Tuesday 25 October 2011

Environment Unit research- 'Panorama: Britain's Dirty Beaches'

For my environmental unit I started to become interested in the effect we are having on nature similar to my object unit I have been looking at the photographer Andy Hughes, William Eggleston & Joel Sternfeld. However my ideas have become more focussed on the effects that sewage and the weather has on human health and nature after watching the programmes 'Panorama: Britain's Dirty Beaches' and 'Inside Out (South East) 17/10/2011'. 

Panorama & Inside Out looks at the effects that CSOs (Combined Sewage & Overflow) have on the health of people that visit the beach as well as nature eg. sealife & plants. 









- It was said that after visiting 43% of the beaches in the UK there is a 1 in 20 chance that you will contract gastroenteritis (also known as gastric flu & stomach flu) the symptoms are severe inflammation of the stomach & small intestine resulting in diarrhoea & vomiting. It is transferred by contact with contaminated food and water. 
 
- Pollution is increasing as the climate changes eg. wet weather increasing, this is because the sewage treatment plants become overwhelmed after heavy rain and have to release waste water into the sea before it has been treated. 

- They must use the CSOs as overflow pipes.

- There are over 20,000 CSOs in the UK and over 700 pipes on the beaches and rivers on the South East coast alone.  
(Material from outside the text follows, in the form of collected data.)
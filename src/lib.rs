pub mod bundler;
pub mod config;
pub mod deployment;
pub mod error;
pub mod events;
pub mod notify;
pub mod query;
pub mod queue;
pub mod reconcile;
pub mod repository;
pub mod rpc;
pub mod scanner;
pub mod scheduler;
pub mod sync;
pub mod userop;

#[cfg(test)]
mod testing;
use crate::error::{DecodeError, ScanError};
use crate::events::{decode_log, topics};
use crate::reconcile::reconcile;
use crate::repository::{Database, Event, EventState, Transfer};
use crate::rpc::ChainClient;
use crate::scheduler::CycleError;
use alloy::rpc::types::Log;
use anyhow::Context;
use chrono::{DateTime, Utc};
use futures::stream::{self, StreamExt, TryStreamExt};
use std::collections::{BTreeSet, HashMap};
use std::sync::Arc;
use tracing::{debug, info, warn};

pub const DEFAULT_RATE: u64 = 1000; // Most public RPCs allow up to 1k logs per request
const BLOCK_TIME_CONCURRENCY: usize = 8;

/// Block windows covering `(last_block, current_block]`, newest first, each
/// at most `rate` blocks wide.
pub fn scan_windows(last_block: u64, current_block: u64, rate: u64) -> Vec<(u64, u64)> {
    let rate = rate.max(1);
    let lowest = last_block + 1;
    let mut windows = Vec::new();
    let mut block_num = current_block;

    while block_num >= lowest {
        let from = block_num.saturating_sub(rate - 1).max(lowest);
        windows.push((from, block_num));
        if from == 0 {
            break;
        }
        block_num = from - 1;
    }

    windows
}

pub struct Scanner<C: ChainClient> {
    client: Arc<C>,
    db: Database,
    rate: u64,
}

impl<C: ChainClient> Scanner<C> {
    pub fn new(client: Arc<C>, db: Database, rate: u64) -> Self {
        Scanner { client, db, rate }
    }

    /// Brings one tracked contract up to `current_block`.
    ///
    /// The watermark only moves once every window has been merged; an
    /// aborted scan leaves it untouched and the next cycle rescans.
    pub async fn scan_contract(
        &self,
        event: &mut Event,
        current_block: u64,
    ) -> Result<(), ScanError> {
        let events = self.db.events();

        if event.last_block >= current_block {
            events.set_event_state(event, EventState::Indexed)?;
            return Ok(());
        }

        events.set_event_state(event, EventState::Indexing)?;
        let transfers = self
            .db
            .transfers(&event.contract)
            .with_context(|| format!("opening transfer table of {:?}", event.contract))?;
        let topics = topics(event.standard);

        for (from, to) in scan_windows(event.last_block, current_block, self.rate) {
            let logs = self
                .client
                .filter_logs(from, to, &[event.contract], &topics)
                .await?;
            debug!(
                "Received {} logs for {:?} ({}) blocks {} to {}",
                logs.len(),
                event.contract,
                event.standard,
                from,
                to
            );

            if logs.is_empty() {
                continue;
            }

            let decoded = self.decode_logs(event, &logs).await?;
            let summary = reconcile(&transfers, &decoded).with_context(|| {
                format!(
                    "merging transfers of {:?} ({}) blocks {}-{}",
                    event.contract, event.standard, from, to
                )
            })?;
            info!(
                "{:?} ({}) blocks {}-{}: {} new, {} confirmed optimistic, {} already known",
                event.contract,
                event.standard,
                from,
                to,
                summary.inserted,
                summary.matched_optimistic,
                summary.confirmed
            );
        }

        events.set_event_last_block(event, current_block)?;
        events.set_event_state(event, EventState::Indexed)?;
        info!(
            "Indexed {:?} ({}) up to block {}",
            event.contract, event.standard, current_block
        );
        Ok(())
    }

    async fn decode_logs(&self, event: &Event, logs: &[Log]) -> Result<Vec<Transfer>, ScanError> {
        let block_numbers = logs
            .iter()
            .map(|log| {
                log.block_number
                    .ok_or(DecodeError::MissingField("block number"))
            })
            .collect::<Result<BTreeSet<_>, _>>()?;

        let block_times: HashMap<u64, DateTime<Utc>> = stream::iter(block_numbers)
            .map(|number| async move {
                let time = self.client.block_time(number).await?;
                Ok::<_, ScanError>((number, time))
            })
            .buffer_unordered(BLOCK_TIME_CONCURRENCY)
            .try_collect()
            .await?;

        let mut transfers = Vec::with_capacity(logs.len());
        for log in logs {
            let block_time = log
                .block_number
                .and_then(|n| block_times.get(&n))
                .copied()
                .unwrap_or_else(Utc::now);
            let decoded = decode_log(event.standard, log, block_time).map_err(|e| {
                ScanError::Fatal(anyhow::Error::new(e).context(format!(
                    "decoding log {:?} of {:?} ({})",
                    log.transaction_hash, event.contract, event.standard
                )))
            })?;
            transfers.extend(decoded);
        }

        Ok(transfers)
    }

    /// One pass over every tracked contract. A recoverable failure abandons
    /// only that contract for this cycle; a fatal one stops the pass.
    pub async fn scan_all(&self) -> Result<(), CycleError> {
        let current_block = self
            .client
            .latest_block()
            .await
            .map_err(|e| CycleError::Recoverable(e.into()))?;
        let events = self
            .db
            .events()
            .get_outdated_events(current_block)
            .map_err(CycleError::Fatal)?;
        let mut recoverable = None;

        for mut event in events {
            match self.scan_contract(&mut event, current_block).await {
                Ok(()) => {}
                Err(ScanError::Recoverable(e)) => {
                    warn!(
                        "Scan of {:?} ({}) abandoned for this cycle: {}",
                        event.contract, event.standard, e
                    );
                    recoverable = Some(e);
                }
                Err(ScanError::Fatal(e)) => {
                    return Err(CycleError::Fatal(e.context(format!(
                        "scanning {:?} ({})",
                        event.contract, event.standard
                    ))));
                }
            }
        }

        match recoverable {
            Some(e) => Err(CycleError::Recoverable(e.into())),
            None => Ok(()),
        }
    }
}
- Around 45% of beaches deemed as 'Good' in the 'Good Beach Guide' (www.goodbeachguide.co.uk) have CSOs near enough to them to effect the water quality; this is why the quality over the past couple of years have been decreasing. 


 
- By the end of 2012, the local councils of bathing beaches will be obliged to give daily information about the quality of the water and risks of bathing and being on the beach.


- It has been found that CSOs are effecting the sealife, in Panorama they highlighted the increase in the death of cockles caused by bacteria in untreated sewage.
In my work I want to highlight the effects that sewage treatment company's CSO pipes are having on different aspects of the beach from sealife to the landscape to humans by capturing different scenes and events. 
In the programme it was also highlighted how ignorant people were to the problem saying things such as they thought that it didn't happen anymore and they were totally unaware that that sort of thing was done. Therefore I really hope to capture moments wwhere people are obviously very oblivious of the occurrence, possibly try and reflect the idea in the image by having the pipes as a very obscure part of the scene.
I have become more and more passionate about this as I remember as I child playing near by to pipes I was unaware of as CSOs and therefore I worry about the effects this has on not only humans but the environment, literally and visually.